The novel tells the story of a Taiwanese family known as the Tsais, who survive the February 28 incident of 1947 and are forced to live through the tumultuous decades that follow as Chiang Kai-shek’s Kuomintang (or Nationalist Party), begins its martial law rule of the island.[13] The 228 incident marks the start of a massacre overseen by Kuomintang soldiers from mainland China, where 10,000 to 30,000 Taiwanese citizens were murdered due to protesting the rule of the KMT.[2] For over five decades prior to the KMT’s arrival, Taiwan thrived as an industrialized country bolstered by an efficient Japanese infrastructure — whereas China was poorer, and comprised mostly farmers — therefore, leading to a conflicting clash of cultures. After the Japanese surrendered during the aftermath of WWII, the KMT took control of the island in 1945.[2] Furthermore, after losing the Chinese Civil War to the Communists in 1949, the rest of the KMT escaped from the mainland en masse across the Taiwan Strait, establishing what is known today as the Republic of China on the island of Taiwan.[2]

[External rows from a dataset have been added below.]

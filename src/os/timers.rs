//! Millisecond timer heap.
//!
//! Deadlines live in a binary heap; entry state lives in a map keyed by
//! timer id so cancellation is O(1) with lazy heap deletion. An entry whose
//! once-flag was claimed by the stop path stays in the map for the stop
//! operation to consume — firing must never race a pending cancellation
//! into a double completion.

use std::cmp::Reverse;
use std::collections::{BinaryHeap, HashMap};
use std::sync::Arc;

use crate::event_loop::clock::LoopInstant;
use crate::event_loop::op::OnceFlag;
use crate::stop::StopGuard;

/// Completion half of a parked timed operation.
pub(crate) trait TimerComplete: Send + 'static {
    fn fire(self: Box<Self>);
    fn stopped(self: Box<Self>);
}

pub(crate) struct TimerEntry {
    pub(crate) flag: Arc<OnceFlag>,
    pub(crate) guard: Option<StopGuard>,
    pub(crate) complete: Box<dyn TimerComplete>,
}

impl TimerEntry {
    pub(crate) fn fire(self) {
        drop(self.guard);
        self.complete.fire();
    }

    pub(crate) fn stopped(self) {
        drop(self.guard);
        self.complete.stopped();
    }
}

#[derive(Default)]
pub(crate) struct TimerTable {
    heap: BinaryHeap<Reverse<(u64, u64)>>,
    entries: HashMap<u64, TimerEntry>,
    next_id: u64,
}

impl TimerTable {
    pub(crate) fn insert(
        &mut self,
        deadline: LoopInstant,
        flag: Arc<OnceFlag>,
        complete: Box<dyn TimerComplete>,
    ) -> u64 {
        self.next_id += 1;
        let id = self.next_id;
        self.entries.insert(
            id,
            TimerEntry {
                flag,
                guard: None,
                complete,
            },
        );
        self.heap.push(Reverse((deadline.as_millis(), id)));
        id
    }

    pub(crate) fn attach_guard(&mut self, id: u64, guard: StopGuard) {
        if let Some(entry) = self.entries.get_mut(&id) {
            entry.guard = Some(guard);
        }
    }

    /// Removes a timer for its stop operation.
    pub(crate) fn cancel(&mut self, id: u64) -> Option<TimerEntry> {
        self.entries.remove(&id)
    }

    /// Pops one due, unclaimed timer, claiming its flag. Entries claimed by
    /// the stop path are left in the map; stale heap nodes are discarded.
    pub(crate) fn pop_due(&mut self, now: LoopInstant) -> Option<TimerEntry> {
        while let Some(Reverse((deadline, id))) = self.heap.peek().copied() {
            if deadline > now.as_millis() {
                return None;
            }
            self.heap.pop();
            let Some(entry) = self.entries.get(&id) else {
                continue;
            };
            if entry.flag.claim() {
                return self.entries.remove(&id);
            }
            // Claimed by cancellation; its stop op owns the entry now.
        }
        None
    }

    /// Earliest deadline among live timers.
    pub(crate) fn next_deadline(&mut self) -> Option<LoopInstant> {
        while let Some(Reverse((deadline, id))) = self.heap.peek().copied() {
            if self.entries.contains_key(&id) {
                return Some(LoopInstant::from_millis(deadline));
            }
            self.heap.pop();
        }
        None
    }

    pub(crate) fn len(&self) -> usize {
        self.entries.len()
    }

    pub(crate) fn drain(&mut self) -> Vec<TimerEntry> {
        self.heap.clear();
        self.entries.drain().map(|(_, e)| e).collect()
    }
}

#[cfg(test)]
mod tests {
    use super::*;
    use std::sync::atomic::{AtomicUsize, Ordering};

    struct Probe {
        fired: Arc<AtomicUsize>,
        stopped: Arc<AtomicUsize>,
    }

    impl TimerComplete for Probe {
        fn fire(self: Box<Self>) {
            self.fired.fetch_add(1, Ordering::SeqCst);
        }

        fn stopped(self: Box<Self>) {
            self.stopped.fetch_add(1, Ordering::SeqCst);
        }
    }

    fn probe() -> (Arc<AtomicUsize>, Arc<AtomicUsize>, Box<Probe>) {
        let fired = Arc::new(AtomicUsize::new(0));
        let stopped = Arc::new(AtomicUsize::new(0));
        let p = Box::new(Probe {
            fired: fired.clone(),
            stopped: stopped.clone(),
        });
        (fired, stopped, p)
    }

    #[test]
    fn fires_in_deadline_order() {
        let mut table = TimerTable::default();
        let (fired_a, _, a) = probe();
        let (fired_b, _, b) = probe();
        table.insert(LoopInstant::from_millis(20), Arc::new(OnceFlag::new()), b);
        table.insert(LoopInstant::from_millis(10), Arc::new(OnceFlag::new()), a);

        let now = LoopInstant::from_millis(15);
        table.pop_due(now).unwrap().fire();
        assert_eq!(fired_a.load(Ordering::SeqCst), 1);
        assert!(table.pop_due(now).is_none());

        table.pop_due(LoopInstant::from_millis(20)).unwrap().fire();
        assert_eq!(fired_b.load(Ordering::SeqCst), 1);
        assert_eq!(table.len(), 0);
    }

    #[test]
    fn claimed_timer_is_left_for_the_stop_op() {
        let mut table = TimerTable::default();
        let flag = Arc::new(OnceFlag::new());
        let (fired, stopped, p) = probe();
        let id = table.insert(LoopInstant::from_millis(0), flag.clone(), p);

        assert!(flag.claim());
        assert!(table.pop_due(LoopInstant::from_millis(5)).is_none());
        table.cancel(id).unwrap().stopped();
        assert_eq!(fired.load(Ordering::SeqCst), 0);
        assert_eq!(stopped.load(Ordering::SeqCst), 1);
    }

    #[test]
    fn next_deadline_skips_cancelled_entries() {
        let mut table = TimerTable::default();
        let (_, _, a) = probe();
        let (_, _, b) = probe();
        let id = table.insert(LoopInstant::from_millis(5), Arc::new(OnceFlag::new()), a);
        table.insert(LoopInstant::from_millis(9), Arc::new(OnceFlag::new()), b);
        table.cancel(id);
        assert_eq!(table.next_deadline(), Some(LoopInstant::from_millis(9)));
    }
}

Ryan's short stories have appeared in ZYZZYVA ("The Abandoned Elders"),[15]Swill Magazine ("Failure to Commit"),[16][17]Asian American Literary Review ("The End of February", a text piece accompanying an oil and canvas painting done by Sean Kim known as "Untitled", and "Marginalia"),[18]Kartika Review ("Driving Home"),[19] and the Berkeley Fiction Review ("Rime of The Sweaty Girl").[7][20] The short story entitled "Marginalia" that Ryan published in the Fall 2013 issue of The Asian American Literary Review was also nominated for a Pushcart Prize.[21]